Molecular mechanisms underlying synergistic effects of SSRI-antipsychotic augmentation in treatment of negative symptoms in schizophrenia.

Negative symptoms in schizophrenia respond poorly to antipsychotics, but may improve when these are augmented with selective serotonin reuptake inhibitors (SSRIs). The molecular mechanisms underlying the augmentation are unclear. Nevertheless, significant progress has been made, pointing to some candidate systems which may be involved in SSRI-antipsychotic synergism. Thus, the enhanced dopamine release by SSRI-antipsychotic treatment is modulated by specific serotonergic receptors and by tyrosine hydroxylase. There are modifications in gamma-aminobutyric acid system via glutamate decarboxylase 67, protein kinase C beta and the receptor for activated C-kinase 1 (Rack1).

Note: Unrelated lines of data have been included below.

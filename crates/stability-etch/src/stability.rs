//! Stability rows
//!
//! Projects the aggregated module records onto the rows of the stability
//! overview table.

use crate::collate::sort_by_locale;
use crate::module::ModuleRecord;
use serde::{Deserialize, Serialize};
use std::fmt;

/// One row of the stability overview
#[derive(Debug, Clone, PartialEq, Eq, Serialize, Deserialize)]
#[serde(rename_all = "camelCase")]
pub struct StabilityRow {
    /// API (module) name
    pub api: String,
    /// Link to the rendered module page (e.g. "fs.html")
    pub link: String,
    /// Stability index
    pub stability: i64,
    /// Display text, prefixed with the index (e.g. "(2) Stable")
    pub stability_text: String,
}

impl StabilityRow {
    /// Well-known level for this row
    pub fn level(&self) -> StabilityLevel {
        StabilityLevel::from_index(self.stability)
    }
}

/// Well-known stability indices
#[derive(Debug, Clone, Copy, PartialEq, Eq, Hash, PartialOrd, Ord)]
pub enum StabilityLevel {
    /// 0
    Deprecated,
    /// 1
    Experimental,
    /// 2
    Stable,
    /// 3
    Legacy,
    /// Anything else
    Unknown,
}

impl StabilityLevel {
    /// All named levels, in index order
    pub const ALL: [StabilityLevel; 5] = [
        StabilityLevel::Deprecated,
        StabilityLevel::Experimental,
        StabilityLevel::Stable,
        StabilityLevel::Legacy,
        StabilityLevel::Unknown,
    ];

    /// Map a stability index to its level
    pub fn from_index(index: i64) -> Self {
        match index {
            0 => StabilityLevel::Deprecated,
            1 => StabilityLevel::Experimental,
            2 => StabilityLevel::Stable,
            3 => StabilityLevel::Legacy,
            _ => StabilityLevel::Unknown,
        }
    }

    /// Get display string
    pub fn display(&self) -> &'static str {
        match self {
            StabilityLevel::Deprecated => "Deprecated",
            StabilityLevel::Experimental => "Experimental",
            StabilityLevel::Stable => "Stable",
            StabilityLevel::Legacy => "Legacy",
            StabilityLevel::Unknown => "Unknown",
        }
    }
}

impl fmt::Display for StabilityLevel {
    fn fmt(&self, f: &mut fmt::Formatter<'_>) -> fmt::Result {
        f.write_str(self.display())
    }
}

/// How a module's markdown source path becomes a page link
#[derive(Debug, Clone, PartialEq, Eq, Serialize, Deserialize)]
#[serde(default)]
pub struct LinkRewrite {
    /// Directory prefix removed from the source path
    pub strip_prefix: String,
    /// Extension of the source document
    pub source_extension: String,
    /// Extension of the rendered page
    pub target_extension: String,
}

impl Default for LinkRewrite {
    fn default() -> Self {
        Self {
            strip_prefix: "doc/api/".to_string(),
            source_extension: ".md".to_string(),
            target_extension: ".html".to_string(),
        }
    }
}

impl LinkRewrite {
    /// Derive a page link from a source path.
    ///
    /// Only the first occurrence of the prefix and of the extension is
    /// rewritten.
    pub fn link_for(&self, source: &str) -> String {
        let stripped = if self.strip_prefix.is_empty() {
            source.to_string()
        } else {
            source.replacen(&self.strip_prefix, "", 1)
        };
        if self.source_extension.is_empty() {
            stripped
        } else {
            stripped.replacen(&self.source_extension, &self.target_extension, 1)
        }
    }
}

/// Collect the stability rows for every module that declares a stability.
///
/// Records without a display name or with a missing or negative index are
/// skipped. The result is sorted by API name with
/// [`locale_compare`](crate::collate::locale_compare).
pub fn collect_stability(modules: &[ModuleRecord], links: &LinkRewrite) -> Vec<StabilityRow> {
    let mut rows: Vec<StabilityRow> = modules
        .iter()
        .filter_map(|module| {
            if !module.has_stability() {
                tracing::debug!("Skipping {}: no stability", module.name);
                return None;
            }
            let stability = module.stability?;
            Some(StabilityRow {
                api: module.name.clone(),
                link: links.link_for(&module.source),
                stability,
                stability_text: format!("({}) {}", stability, module.stability_text),
            })
        })
        .collect();

    sort_by_locale(&mut rows, |row| row.api.as_str());
    rows
}

/// Count rows per well-known level
pub fn level_counts(rows: &[StabilityRow]) -> Vec<(StabilityLevel, usize)> {
    StabilityLevel::ALL
        .iter()
        .map(|level| {
            let count = rows.iter().filter(|row| row.level() == *level).count();
            (*level, count)
        })
        .filter(|(_, count)| *count > 0)
        .collect()
}

#[cfg(test)]
mod tests {
    use super::*;
    use crate::collate::locale_compare;
    use crate::test::{mock_module, mock_module_without_stability};
    use pretty_assertions::assert_eq;

    #[test]
    fn test_link_for_default() {
        let links = LinkRewrite::default();
        assert_eq!(links.link_for("doc/api/fs.md"), "fs.html");
        assert_eq!(links.link_for("fs.md"), "fs.html");
    }

    #[test]
    fn test_link_for_first_occurrence_only() {
        let links = LinkRewrite::default();
        assert_eq!(links.link_for("doc/api/a.md.md"), "a.html.md");
    }

    #[test]
    fn test_link_for_custom() {
        let links = LinkRewrite {
            strip_prefix: "docs/".into(),
            source_extension: ".markdown".into(),
            target_extension: ".htm".into(),
        };
        assert_eq!(links.link_for("docs/net.markdown"), "net.htm");
    }

    #[test]
    fn test_collect_example() {
        let modules = vec![
            mock_module("http", 1, "Experimental"),
            mock_module("fs", 2, "Stable"),
        ];

        let rows = collect_stability(&modules, &LinkRewrite::default());

        assert_eq!(
            rows,
            vec![
                StabilityRow {
                    api: "fs".into(),
                    link: "fs.html".into(),
                    stability: 2,
                    stability_text: "(2) Stable".into(),
                },
                StabilityRow {
                    api: "http".into(),
                    link: "http.html".into(),
                    stability: 1,
                    stability_text: "(1) Experimental".into(),
                },
            ]
        );
    }

    #[test]
    fn test_collect_filters() {
        let mut unnamed = mock_module("internal", 1, "Experimental");
        unnamed.display_name = None;
        let mut empty_name = mock_module("empty", 1, "Experimental");
        empty_name.display_name = Some(String::new());
        let negative = mock_module("negative", -1, "Nope");

        let modules = vec![
            mock_module("zlib", 2, "Stable"),
            unnamed,
            empty_name,
            negative,
            mock_module_without_stability("globals"),
            mock_module("domain", 0, "Deprecated"),
        ];

        let rows = collect_stability(&modules, &LinkRewrite::default());
        let apis: Vec<_> = rows.iter().map(|r| r.api.as_str()).collect();
        assert_eq!(apis, vec!["domain", "zlib"]);
    }

    #[test]
    fn test_collect_sorted() {
        let modules: Vec<_> = ["worker_threads", "Buffer", "v8", "assert", "vm", "async_hooks"]
            .iter()
            .map(|name| mock_module(name, 2, "Stable"))
            .collect();

        let rows = collect_stability(&modules, &LinkRewrite::default());
        for pair in rows.windows(2) {
            assert_ne!(
                locale_compare(&pair[0].api, &pair[1].api),
                std::cmp::Ordering::Greater
            );
        }
        assert_eq!(rows[0].api, "assert");
        assert_eq!(rows[1].api, "async_hooks");
    }

    #[test]
    fn test_collect_empty() {
        assert!(collect_stability(&[], &LinkRewrite::default()).is_empty());
    }

    #[test]
    fn test_level_counts() {
        let modules = vec![
            mock_module("a", 2, "Stable"),
            mock_module("b", 2, "Stable"),
            mock_module("c", 0, "Deprecated"),
            mock_module("d", 7, "Odd"),
        ];
        let rows = collect_stability(&modules, &LinkRewrite::default());

        assert_eq!(
            level_counts(&rows),
            vec![
                (StabilityLevel::Deprecated, 1),
                (StabilityLevel::Stable, 2),
                (StabilityLevel::Unknown, 1),
            ]
        );
    }

    #[test]
    fn test_row_serializes_camel_case() {
        let row = StabilityRow {
            api: "fs".into(),
            link: "fs.html".into(),
            stability: 2,
            stability_text: "(2) Stable".into(),
        };
        let json = serde_json::to_value(&row).unwrap();
        assert_eq!(json["stabilityText"], "(2) Stable");
    }
}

Some studies indicate the input of transcription and neurotrophic factors as phospho-cyclic adenosine monophosphate response element-binding protein, Fos and fibroblast growth factor-2. Alterations in calcium signaling (neurogranin, regulator of G-protein signaling and Rack1) and in cytokine receptors for interleukin-8 and chemokine have also been reported. While as yet limited in scope, the evidence suggests definable molecular targets which may be implicated in drug development based on SSRI-antipsychotic synergistic actions.